Does that somehow change how many current 60 year olds will be moving out of their house in the next twenty years? A demographic change isn't what's being discussed.

Spooky23|6 years ago

It’s very different. I’m fortunate to be in a good place from a retirement perspective, but at this point my parents had made a 10x return on their home that they purchased in late 70s NYC, plus a legacy pension, plus a retirement healthcare.

Most of the housing wealth will be eaten up by health costs. With families moving away and people retiring to alternate locales, property wealth will be seized and sold off by the county to pay for Medicaid.

Many of the folks in our field are doing great, but tech is boom/bust and people are making way too much money now.

matheweis|6 years ago

> Most of the housing wealth will be eaten up by health costs

Unless the home is somehow stripped down or otherwise damaged, the intrinsic value of the housing wealth will not change; it just is owned by a different entity.

tuesdayrain|6 years ago

A 10x return on something bought in the 70s is very poor in comparison to the stock market which will double your money roughly every 7-10 years.

flyGuyOnTheSly|6 years ago

40 somethings are not baby boomers... boomers are in their late 50s to early 70s right now. [0]

The baby boom happened after world war II ended in 1945 which was 74 years ago.

[0] https://en.wikipedia.org/wiki/Baby_boomers

drivingmenuts|6 years ago

40-somethings are Gen-Xers. We've been raised on the idea of an unstoppable grim-meathook future. We don't want that, but we're powerless to stop it.

s1artibartfast|6 years ago

I was skeptical at first, but you are right

Today, there are ~77 million Americans over 60. In 2040, there will be ~100 million Americans over 60.

qqqwerty|6 years ago

The issue is not in 2040, it's between now and 2040. For example, the current population in the 40-45 age range is nearly 2 million less than the 55-59 range. So sometime between now and 2040 (probably around 2030) we are going to see a decrease in the number of newly retired individuals. By 2040, the first wave of millennials will start retiring, which should make the 'silver tsunami' less of an issue.

gleenn|6 years ago

The point is that there is a surge of baby-boomers who will die and the number of people younger than them are a significantly smaller group, so there will in fact be a surge in available housing.

madengr|6 years ago

There are as many millennials as boomers, whereas gen X is about 10 million less than either group.

I’d like to know what they are going to do with all the old-folks homes that are going up.

filesystemdude|6 years ago

The point is the flood of the market with these folks' homes.

If there's demand because of a new set of people come by them, that doesn't negate a rise in available properties from which they may select.

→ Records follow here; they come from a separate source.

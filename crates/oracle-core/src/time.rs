// crates/oracle-core/src/time.rs
// ============================================================================
// Module: Oracle Time Model
// Description: RFC 3339 timestamp parsing/formatting shared across ledger records.
// Purpose: Give every `*_utc` field a single, deterministic parse/format path.
// Dependencies: time
// ============================================================================

//! ## Overview
//! All `*_utc` fields in catalog, ledger, and evidence records are RFC 3339
//! strings. This module is the single place that turns them into
//! `time::OffsetDateTime` and back, so that lookahead comparisons
//! (`resolved_at_utc <= as_of_utc`) are never done on raw strings.

// ============================================================================
// SECTION: Imports
// ============================================================================

use time::OffsetDateTime;
use time::format_description::well_known::Rfc3339;

// ============================================================================
// SECTION: Errors
// ============================================================================

/// Error returned when a timestamp string cannot be parsed as RFC 3339.
#[derive(Debug, thiserror::Error)]
#[error("invalid RFC 3339 timestamp: {raw}")]
pub struct TimestampParseError {
    /// The original, unparsable string.
    pub raw: String,
}

// ============================================================================
// SECTION: Parsing
// ============================================================================

/// Parses an RFC 3339 timestamp string into an [`OffsetDateTime`].
///
/// Accepts both `Z` and explicit offset suffixes, matching the original
/// system's `datetime.fromisoformat(s.replace('Z', '+00:00'))` behavior.
///
/// # Errors
///
/// Returns [`TimestampParseError`] if `raw` is not a valid RFC 3339 string.
pub fn parse_utc(raw: &str) -> Result<OffsetDateTime, TimestampParseError> {
    OffsetDateTime::parse(raw, &Rfc3339).map_err(|_| TimestampParseError {
        raw: raw.to_string(),
    })
}

/// Formats an [`OffsetDateTime`] as an RFC 3339 string with a `Z` suffix for
/// UTC, matching `datetime.isoformat()` output from the original system.
///
/// # Errors
///
/// Returns [`TimestampParseError`] if formatting fails (practically
/// unreachable for valid `OffsetDateTime` values, but kept fallible to avoid
/// `unwrap` at call sites).
pub fn format_utc(value: OffsetDateTime) -> Result<String, TimestampParseError> {
    value.format(&Rfc3339).map_err(|_| TimestampParseError {
        raw: format!("{value:?}"),
    })
}

/// Formats an [`OffsetDateTime`]'s calendar date as compact `YYYYMMDD`, the
/// date form every deterministic forecast/resolution id embeds. Unlike the
/// full RFC 3339 string, this never contains characters (`:`, `T`, `Z`) that
/// are unsafe in a filename.
#[must_use]
pub fn format_compact_date(value: OffsetDateTime) -> String {
    format!("{:04}{:02}{:02}", value.year(), u8::from(value.month()), value.day())
}

/// Returns `true` if `resolved_at` is strictly after `as_of`, i.e. whether
/// including it in a history computation at `as_of` would violate the
/// no-lookahead invariant.
#[must_use]
pub fn is_lookahead(resolved_at: OffsetDateTime, as_of: OffsetDateTime) -> bool {
    resolved_at > as_of
}

#[cfg(test)]
mod tests {
    #![allow(
        clippy::unwrap_used,
        clippy::expect_used,
        clippy::panic,
        reason = "test-only assertions"
    )]
    use super::*;

    #[test]
    fn parses_zulu_suffix() {
        let parsed = parse_utc("2026-04-15T12:00:00Z").unwrap();
        assert_eq!(parsed.year(), 2026);
    }

    #[test]
    fn rejects_garbage() {
        assert!(parse_utc("not-a-date").is_err());
    }

    #[test]
    fn compact_date_strips_separators() {
        let parsed = parse_utc("2026-04-22T00:00:00Z").unwrap();
        assert_eq!(format_compact_date(parsed), "20260422");
    }

    #[test]
    fn lookahead_detects_future_resolution() {
        let as_of = parse_utc("2026-04-15T00:00:00Z").unwrap();
        let future = parse_utc("2026-04-16T00:00:00Z").unwrap();
        let past = parse_utc("2026-04-14T00:00:00Z").unwrap();
        assert!(is_lookahead(future, as_of));
        assert!(!is_lookahead(past, as_of));
        assert!(!is_lookahead(as_of, as_of));
    }
}
// crates/oracle-cli/src/io.rs
// ============================================================================
// Module: CLI Output Helpers
// Description: Writes lines to stdout/stderr through explicit handles.
// Purpose: `println!`/`eprintln!` are denied by the workspace's clippy lint
//          table; writing through a held `Stdout`/`Stderr` handle says the
//          same thing without tripping it.
// Dependencies: std::io
// ============================================================================

use std::io::Write;
use std::process::ExitCode;

use crate::error::CliError;

/// Writes one line to stdout.
///
/// # Errors
///
/// Returns [`std::io::Error`] if the write fails.
pub fn write_stdout_line(message: &str) -> std::io::Result<()> {
    let mut stdout = std::io::stdout();
    writeln!(&mut stdout, "{message}")
}

/// Writes one line to stderr.
///
/// # Errors
///
/// Returns [`std::io::Error`] if the write fails.
pub fn write_stderr_line(message: &str) -> std::io::Result<()> {
    let mut stderr = std::io::stderr();
    writeln!(&mut stderr, "{message}")
}

/// Writes `message` to stderr and returns a failure exit code, for `main`'s
/// top-level error path.
pub fn emit_error(message: &str) -> ExitCode {
    let _ = write_stderr_line(message);
    ExitCode::FAILURE
}

/// Writes one line to stdout, wrapping a write failure as a [`CliError`].
///
/// # Errors
///
/// Returns [`CliError::Io`] if the write fails.
pub fn print_line(message: &str) -> Result<(), CliError> {
    write_stdout_line(message).map_err(|source| CliError::Io { path: "<stdout>".to_string(), source })
}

Real estate companies make money from the _churn_ of the market, not whether there are too many or too few houses to meet demand.

imtringued|6 years ago

Why do demographics matter? It's completely missing the point. The only thing that matters is that the population is still growing and therefore there will be no housing shortage.

zacharycohn|6 years ago

But people who are 40 now have different priorities and tend to want to live in different places than 60 year olds did 20 years ago.

tapatio|6 years ago

Nope. Everyone still wants to live in coastal Southern California.